- Born: Melissa Hernandez Roncal January 8, 1972 (age 54) Middletown, New York, U.S.
- Education: John S. Burke Catholic High School
- Alma mater: Marist College (BA)
- Occupations: businesswoman, makeup artist
- Known for: Mally Beauty cosmetics line
- Spouse: Phil Bickett
- Children: Pilar and Sophie (twins) Vivienne

= Mally Roncal =

Make-up artist

Melissa "Mally" Hernandez Roncal (born January 8, 1972) is a makeup artist and founder of Mally Beauty.

== Early life ==
Roncal is a first-generation Filipino-American. Roncal credits her stylish mother as the original inspiration for her love of beauty and glamour. Roncal has said of her mother, "She was a doctor and she was always done. Like hair, makeup, heels, nail, clothes, Chanel, the whole thing. She was very particular and I literally remember sitting at her boudoir with her and watching her do her face and she would sort of teach me as she was going along." Roncal's mother was diagnosed with breast cancer and died in March 1989. Roncal's brand motto that looking good makes people feel good originated from her mother's journey.

== Education ==
Originally a pre-med student in 1995, Roncal prepared for a career in dermatology, before shifting to a degree in fine arts.

== Career ==
After working for a fashion designer, Roncal began her freelance career as a makeup artist for celebrities like Celine Dion, Beyoncé Knowles, Jennifer Lopez, Taylor Swift, RuPaul, Madonna, Jennifer Lopez, Mary J. Blige, Hayden Panettiere, Rihanna, Teri Hatcher, Celine Dion, Lee Ann Womack, Ashlee Simpson, Angelina Jolie, Heidi Klum, and Maggie Gyllenhaal

This work included Beyonce's look in her "Dangerously in Love" campaign, photography of which hangs as a part of the collection of the Smithsonian Museum. The first time she appeared on QVC her segment, set for an hour, was cut short 22 minutes early as the network had become completely sold out of her line. Roncal served as a spokesperson for Sephora before founding in 2005 Mally Beauty, a line of makeup and cosmetic tools based on her industry experience.

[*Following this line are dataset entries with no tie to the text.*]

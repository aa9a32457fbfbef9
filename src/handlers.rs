use crate::{
    AppState,
    auth::AuthUser,
    content::{ArticlePatch, NewArticle, NewVideo},
    error::AppError,
    models::{
        ArticleListResponse, ArticleResponse, ContentKind, CreateArticleRequest,
        CreateVideoRequest, ErrorBody, ProgressListResponse, ProgressRequest, ProgressResponse,
        UpdateArticleRequest, UserResponse, VideoListResponse, VideoResponse, VideoUploadRequest,
        VideoUploadResponse,
    },
    policy::{self, Visibility},
    progress,
    storage::video_object_key,
};
use axum::{
    Json,
    extract::{
        Path, State,
        rejection::{JsonRejection, PathRejection},
    },
    http::StatusCode,
};

// --- Reader Handlers ---

/// list_articles
///
/// [Authenticated Route] Published articles, newest first. Unpublished articles never
/// appear here, even for admins; they use `GET /admin/articles`.
#[utoipa::path(
    get,
    path = "/articles",
    responses(
        (status = 200, description = "Published articles", body = ArticleListResponse),
        (status = 401, description = "Not authenticated", body = ErrorBody)
    )
)]
pub async fn list_articles(
    _user: AuthUser,
    State(state): State<AppState>,
) -> Result<Json<ArticleListResponse>, AppError> {
    let articles = state.repo.list_articles(Visibility::PublishedOnly).await?;
    Ok(Json(ArticleListResponse { articles }))
}

/// get_article
///
/// [Authenticated Route] Retrieves one article and records that the caller viewed it.
///
/// *Visibility*: non-admins get 404 for unpublished articles, exactly as for missing ones.
/// *Side effect*: the first view creates a completed progress row for the caller.
#[utoipa::path(
    get,
    path = "/articles/{id}",
    params(("id" = i64, Path, description = "Article ID")),
    responses(
        (status = 200, description = "Found", body = ArticleResponse),
        (status = 404, description = "Not found", body = ErrorBody)
    )
)]
pub async fn get_article(
    user: AuthUser,
    State(state): State<AppState>,
    path: Result<Path<i64>, PathRejection>,
) -> Result<Json<ArticleResponse>, AppError> {
    let Path(id) = path?;
    let article = state
        .repo
        .get_article(id, policy::read_visibility(&user))
        .await?
        .ok_or(AppError::NotFound("article"))?;

    if state.repo.record_article_view(user.id, article.id).await?.is_none() {
        // Deleted between the read and the upsert.
        tracing::debug!(article_id = article.id, "article vanished before view was recorded");
    }

    Ok(Json(ArticleResponse::new(article)))
}

/// list_videos
///
/// [Authenticated Route] Published videos, newest first.
#[utoipa::path(
    get,
    path = "/videos",
    responses((status = 200, description = "Published videos", body = VideoListResponse))
)]
pub async fn list_videos(
    _user: AuthUser,
    State(state): State<AppState>,
) -> Result<Json<VideoListResponse>, AppError> {
    let videos = state.repo.list_videos(Visibility::PublishedOnly).await?;
    Ok(Json(VideoListResponse { videos }))
}

/// get_video
///
/// [Authenticated Route] Retrieves one video. Reading a video does not touch progress.
#[utoipa::path(
    get,
    path = "/videos/{id}",
    params(("id" = i64, Path, description = "Video ID")),
    responses(
        (status = 200, description = "Found", body = VideoResponse),
        (status = 404, description = "Not found", body = ErrorBody)
    )
)]
pub async fn get_video(
    user: AuthUser,
    State(state): State<AppState>,
    path: Result<Path<i64>, PathRejection>,
) -> Result<Json<VideoResponse>, AppError> {
    let Path(id) = path?;
    state
        .repo
        .get_video(id, policy::read_visibility(&user))
        .await?
        .map(|video| Json(VideoResponse::new(video)))
        .ok_or(AppError::NotFound("video"))
}

/// record_video_progress
///
/// [Authenticated Route] Upserts the caller's progress for a published video.
/// `completed` is recomputed from the submitted value on every call.
#[utoipa::path(
    post,
    path = "/videos/{id}/progress",
    params(("id" = i64, Path, description = "Video ID")),
    request_body = ProgressRequest,
    responses(
        (status = 200, description = "Progress recorded", body = ProgressResponse),
        (status = 400, description = "Progress outside [0, 1]", body = ErrorBody),
        (status = 404, description = "Video not found or unpublished", body = ErrorBody)
    )
)]
pub async fn record_video_progress(
    AuthUser { id: user_id, .. }: AuthUser,
    State(state): State<AppState>,
    path: Result<Path<i64>, PathRejection>,
    payload: Result<Json<ProgressRequest>, JsonRejection>,
) -> Result<Json<ProgressResponse>, AppError> {
    let Path(video_id) = path?;
    let Json(request) = payload?;
    let value = progress::validate_progress(request.progress)?;

    let row = state
        .repo
        .record_video_progress(user_id, video_id, value)
        .await?
        .ok_or(AppError::NotFound("video"))?;

    tracing::info!(%user_id, video_id, progress = value, completed = row.completed, "video progress recorded");
    Ok(Json(ProgressResponse {
        message: "progress updated".to_string(),
        progress: row,
    }))
}

/// get_progress
///
/// [Authenticated Route] Every progress row belonging to the caller.
#[utoipa::path(
    get,
    path = "/progress",
    responses((status = 200, description = "My progress", body = ProgressListResponse))
)]
pub async fn get_progress(
    AuthUser { id, .. }: AuthUser,
    State(state): State<AppState>,
) -> Result<Json<ProgressListResponse>, AppError> {
    let progress = state.repo.get_user_progress(id).await?;
    Ok(Json(ProgressListResponse { progress }))
}

/// get_me
///
/// [Authenticated Route] The caller's identity record.
#[utoipa::path(
    get,
    path = "/me",
    responses((status = 200, description = "Current user", body = UserResponse))
)]
pub async fn get_me(
    AuthUser { id, .. }: AuthUser,
    State(state): State<AppState>,
) -> Result<Json<UserResponse>, AppError> {
    state
        .repo
        .get_user(id)
        .await?
        .map(|user| Json(UserResponse { user }))
        .ok_or(AppError::Unauthenticated)
}

/// Unknown paths answer with the same JSON error body as every other failure.
pub async fn route_not_found() -> AppError {
    AppError::NotFound("route")
}

// --- Admin Handlers ---
// Each one checks the admin flag before reading the body or touching the store, so a
// non-admin sees 403 regardless of payload or target.

/// admin_list_articles
///
/// [Admin Route] All articles including drafts.
#[utoipa::path(
    get,
    path = "/admin/articles",
    responses(
        (status = 200, description = "All articles", body = ArticleListResponse),
        (status = 403, description = "Not an admin", body = ErrorBody)
    )
)]
pub async fn admin_list_articles(
    user: AuthUser,
    State(state): State<AppState>,
) -> Result<Json<ArticleListResponse>, AppError> {
    policy::require_admin(&user)?;
    let articles = state.repo.list_articles(Visibility::All).await?;
    Ok(Json(ArticleListResponse { articles }))
}

/// create_article
///
/// [Admin Route] Creates an article. Title and content are required.
#[utoipa::path(
    post,
    path = "/admin/articles",
    request_body = CreateArticleRequest,
    responses(
        (status = 201, description = "Created", body = ArticleResponse),
        (status = 400, description = "Validation error", body = ErrorBody),
        (status = 403, description = "Not an admin", body = ErrorBody)
    )
)]
pub async fn create_article(
    user: AuthUser,
    State(state): State<AppState>,
    payload: Result<Json<CreateArticleRequest>, JsonRejection>,
) -> Result<(StatusCode, Json<ArticleResponse>), AppError> {
    policy::require_admin(&user)?;
    let Json(request) = payload?;
    let new_article = NewArticle::try_from(request)?;

    let article = state.repo.create_article(new_article).await?;
    tracing::info!(article_id = article.id, admin_id = %user.id, "article created");

    Ok((
        StatusCode::CREATED,
        Json(ArticleResponse::with_message("article created", article)),
    ))
}

/// update_article
///
/// [Admin Route] Applies a partial update. Fields absent from the body are left alone;
/// fields present with falsy values (`false`, `[]`, `null` category) are written.
#[utoipa::path(
    put,
    path = "/admin/articles/{id}",
    params(("id" = i64, Path, description = "Article ID")),
    request_body = UpdateArticleRequest,
    responses(
        (status = 200, description = "Updated", body = ArticleResponse),
        (status = 400, description = "Validation error", body = ErrorBody),
        (status = 403, description = "Not an admin", body = ErrorBody),
        (status = 404, description = "Not found", body = ErrorBody)
    )
)]
pub async fn update_article(
    user: AuthUser,
    State(state): State<AppState>,
    path: Result<Path<i64>, PathRejection>,
    payload: Result<Json<UpdateArticleRequest>, JsonRejection>,
) -> Result<Json<ArticleResponse>, AppError> {
    policy::require_admin(&user)?;
    let Path(id) = path?;
    let Json(request) = payload?;
    let patch = ArticlePatch::try_from(request)?;

    let article = state
        .repo
        .update_article(id, patch)
        .await?
        .ok_or(AppError::NotFound("article"))?;

    tracing::info!(article_id = id, admin_id = %user.id, "article updated");
    Ok(Json(ArticleResponse::with_message("article updated", article)))
}

/// delete_article
///
/// [Admin Route] Deletes an article. Deleting twice yields 404 the second time.
#[utoipa::path(
    delete,
    path = "/admin/articles/{id}",
    params(("id" = i64, Path, description = "Article ID")),
    responses(
        (status = 204, description = "Deleted"),
        (status = 403, description = "Not an admin", body = ErrorBody),
        (status = 404, description = "Not found", body = ErrorBody)
    )
)]
pub async fn delete_article(
    user: AuthUser,
    State(state): State<AppState>,
    path: Result<Path<i64>, PathRejection>,
) -> Result<StatusCode, AppError> {
    delete_content(user, state, ContentKind::Article, path).await
}

/// admin_list_videos
///
/// [Admin Route] All videos including drafts.
#[utoipa::path(
    get,
    path = "/admin/videos",
    responses((status = 200, description = "All videos", body = VideoListResponse))
)]
pub async fn admin_list_videos(
    user: AuthUser,
    State(state): State<AppState>,
) -> Result<Json<VideoListResponse>, AppError> {
    policy::require_admin(&user)?;
    let videos = state.repo.list_videos(Visibility::All).await?;
    Ok(Json(VideoListResponse { videos }))
}

/// create_video
///
/// [Admin Route] Registers a video. Title and filename are required; the filename is
/// normally the `resource_key` returned by `POST /admin/videos/upload`.
#[utoipa::path(
    post,
    path = "/admin/videos",
    request_body = CreateVideoRequest,
    responses(
        (status = 201, description = "Created", body = VideoResponse),
        (status = 400, description = "Validation error", body = ErrorBody),
        (status = 403, description = "Not an admin", body = ErrorBody)
    )
)]
pub async fn create_video(
    user: AuthUser,
    State(state): State<AppState>,
    payload: Result<Json<CreateVideoRequest>, JsonRejection>,
) -> Result<(StatusCode, Json<VideoResponse>), AppError> {
    policy::require_admin(&user)?;
    let Json(request) = payload?;
    let new_video = NewVideo::try_from(request)?;

    let video = state.repo.create_video(new_video).await?;
    tracing::info!(video_id = video.id, admin_id = %user.id, "video created");

    Ok((
        StatusCode::CREATED,
        Json(VideoResponse::with_message("video created", video)),
    ))
}

/// delete_video
#[utoipa::path(
    delete,
    path = "/admin/videos/{id}",
    params(("id" = i64, Path, description = "Video ID")),
    responses(
        (status = 204, description = "Deleted"),
        (status = 404, description = "Not found", body = ErrorBody)
    )
)]
pub async fn delete_video(
    user: AuthUser,
    State(state): State<AppState>,
    path: Result<Path<i64>, PathRejection>,
) -> Result<StatusCode, AppError> {
    delete_content(user, state, ContentKind::Video, path).await
}

async fn delete_content(
    user: AuthUser,
    state: AppState,
    kind: ContentKind,
    path: Result<Path<i64>, PathRejection>,
) -> Result<StatusCode, AppError> {
    policy::require_admin(&user)?;
    let Path(id) = path?;

    if !state.repo.delete_content(kind, id).await? {
        return Err(AppError::NotFound(kind.as_str()));
    }

    tracing::info!(%kind, content_id = id, admin_id = %user.id, "content deleted");
    Ok(StatusCode::NO_CONTENT)
}

/// get_video_upload_url
///
/// [Admin Route] Issues a short-lived presigned PUT URL for a video file. The returned
/// `resource_key` becomes the `filename` of the video created afterwards.
#[utoipa::path(
    post,
    path = "/admin/videos/upload",
    request_body = VideoUploadRequest,
    responses(
        (status = 200, description = "Upload URL", body = VideoUploadResponse),
        (status = 403, description = "Not an admin", body = ErrorBody)
    )
)]
pub async fn get_video_upload_url(
    user: AuthUser,
    State(state): State<AppState>,
    payload: Result<Json<VideoUploadRequest>, JsonRejection>,
) -> Result<Json<VideoUploadResponse>, AppError> {
    policy::require_admin(&user)?;
    let Json(request) = payload?;

    if !request.file_type.starts_with("video/") {
        return Err(AppError::validation("file_type must be a video/* MIME type"));
    }

    let resource_key = video_object_key(&request.filename);
    let upload_url = state
        .storage
        .get_presigned_upload_url(&resource_key, &request.file_type)
        .await?;

    Ok(Json(VideoUploadResponse {
        upload_url,
        resource_key,
    }))
}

She has appeared on various platforms to discuss make-up techniques and trends TikTok, including Good Morning America, Wendy Williams Show, The View, The Oprah Winfrey Show, Rachael Ray, and Today as a beauty expert and has written for the New York Times, Huffington Post, and iVillage This has included promoting the use of make-up without special tools for contouring, etc. Roncal also the author of the Random House book Love, Lashes, and Lipstick: My Secrets for a Gorgeous, Happy Life. She was also featured on Season 13 of The Bachelor when she did Molly Malaney's makeup for her wedding to bachelor Jason Mesnick In 2023 she was included on Forbes magazine's "50 over 50: Lifestyle" list.

==Mally Beauty==
Through Mally Beauty, Roncal has partnered on new products with individuals such as Ru Paul (in 2019), with whom she shares a friendship, and the movie franchise Frozen. Since founding her company, she has continued to be involved with the creation of new cosmetics to add to the company's offerings.

In 2017 the company's products became available in more than one thousand locations of the department store Kohl's. In 2018, they added its previously QVC exclusive brand Ulta Beauty to its brick and mortar offerings, which was first offered via television purchase in 2013. At that time, the president of the company was quoted as saying "The brand has to be married as closely as possible to [Roncal's] personality." That year, a minority stake in the company was acquired by Guthy-Renker Ventures. In 2021 Mally Beauty was acquired by AS Beauty Group, and recent products have included the Poreless Face Defender that creates an airbrushed effect on the skin where it is applied.

== Personal life ==
Roncal lives with her husband, photographer Phil Bickett, and their three daughters (twins Pilar and Sophie plus youngest Vivienne).